Write out once more the lines running from the top of the entries below to the line with "use formgate_auth::GateDecision;", both ends included.

- [Entries provided]:
━━━

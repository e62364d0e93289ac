//! Per-request access control.
//!
//! Every request passes through [`gatekeeper`] before reaching a handler.
//! Allowed requests get a [`CurrentUser`] extension; unauthenticated ones
//! are sent to the login page (browsers) or answered with 401 (API
//! clients); authenticated requests lacking the role get 403.

use axum::extract::{Request, State};
use axum::http::{HeaderMap, Method, Uri, header};
use axum::middleware::Next;
use axum::response::{IntoResponse, Response};
use axum_extra::extract::cookie::CookieJar;
use tracing::warn;

use formgate_auth::GateDecision;
use formgate_core::config::SecurityConfig;
use formgate_core::error::AppError;
use formgate_entity::session::SessionId;

use crate::dto::response::found;
use crate::error::ApiError;
use crate::extractors::CurrentUser;
use crate::extractors::session::{session_cookie, session_id_from};
use crate::state::AppState;

/// Session attribute holding the request to return to after login.
pub const SAVED_REQUEST_ATTRIBUTE: &str = "saved_request";

/// Applies the authorization policy to the request.
pub async fn gatekeeper(
    State(state): State<AppState>,
    jar: CookieJar,
    mut request: Request,
    next: Next,
) -> Response {
    let session = session_id_from(&jar, &state.config.session.cookie);
    let method = request.method().as_str().to_string();
    let path = request.uri().path().to_string();

    let decision = match state
        .gatekeeper
        .check(&method, &path, session.as_ref())
        .await
    {
        Ok(decision) => decision,
        Err(e) => return ApiError(e).into_response(),
    };

    match decision {
        GateDecision::Allow(principal) => {
            request.extensions_mut().insert(CurrentUser(principal));
            next.run(request).await
        }
        GateDecision::Challenge => {
            challenge(
                &state,
                jar,
                session,
                request.headers(),
                request.method(),
                request.uri(),
            )
            .await
        }
        GateDecision::Deny(_) => ApiError(AppError::authorization_denied(format!(
            "Insufficient role for {path}"
        )))
        .into_response(),
    }
}

/// Sends an unauthenticated request to log in.
///
/// Browsers are redirected to the login page, and a GET is remembered in
/// the pre-login session so a successful login can return to it.
async fn challenge(
    state: &AppState,
    jar: CookieJar,
    session: Option<SessionId>,
    headers: &HeaderMap,
    method: &Method,
    uri: &Uri,
) -> Response {
    if !wants_html(headers) {
        return ApiError(AppError::invalid_session("Authentication required")).into_response();
    }

    let cookie_config = &state.config.session.cookie;
    let (id, created) = state.sessions.ensure(session.as_ref()).await;

    if method == Method::GET && is_resumable(&state.config.security, uri.path()) {
        let target = uri
            .path_and_query()
            .map(|pq| pq.as_str())
            .unwrap_or("/");
        if let Err(e) = state
            .sessions
            .set_attribute(&id, SAVED_REQUEST_ATTRIBUTE, target)
            .await
        {
            warn!(session_id = %id, error = %e, "Could not save request for post-login redirect");
        }
    }

    let jar = if created {
        jar.add(session_cookie(cookie_config, &id))
    } else {
        jar
    };

    (jar, found(&state.config.security.form_login.login_page)).into_response()
}

/// Whether a login may send the browser back to `path`.
///
/// The login and logout endpoints are never resumed: returning to logout
/// would end the session the login just created.
fn is_resumable(security: &SecurityConfig, path: &str) -> bool {
    path != security.form_login.login_page
        && path != security.form_login.processing_url
        && path != security.logout.url
}

/// Whether the client is a browser expecting a page rather than JSON.
fn wants_html(headers: &HeaderMap) -> bool {
    match headers.get(header::ACCEPT).and_then(|v| v.to_str().ok()) {
        None => true,
        Some(accept) => accept.contains("text/html") || accept.trim() == "*/*",
    }
}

━━━

- [Expected output]:
repository e62364d0e93289ac
//! Per-request access control.
//!
//! Every request passes through [`gatekeeper`] before reaching a handler.
//! Allowed requests get a [`CurrentUser`] extension; unauthenticated ones
//! are sent to the login page (browsers) or answered with 401 (API
//! clients); authenticated requests lacking the role get 403.

use axum::extract::{Request, State};
use axum::http::{HeaderMap, Method, Uri, header};
use axum::middleware::Next;
use axum::response::{IntoResponse, Response};
use axum_extra::extract::cookie::CookieJar;
use tracing::warn;

use formgate_auth::GateDecision;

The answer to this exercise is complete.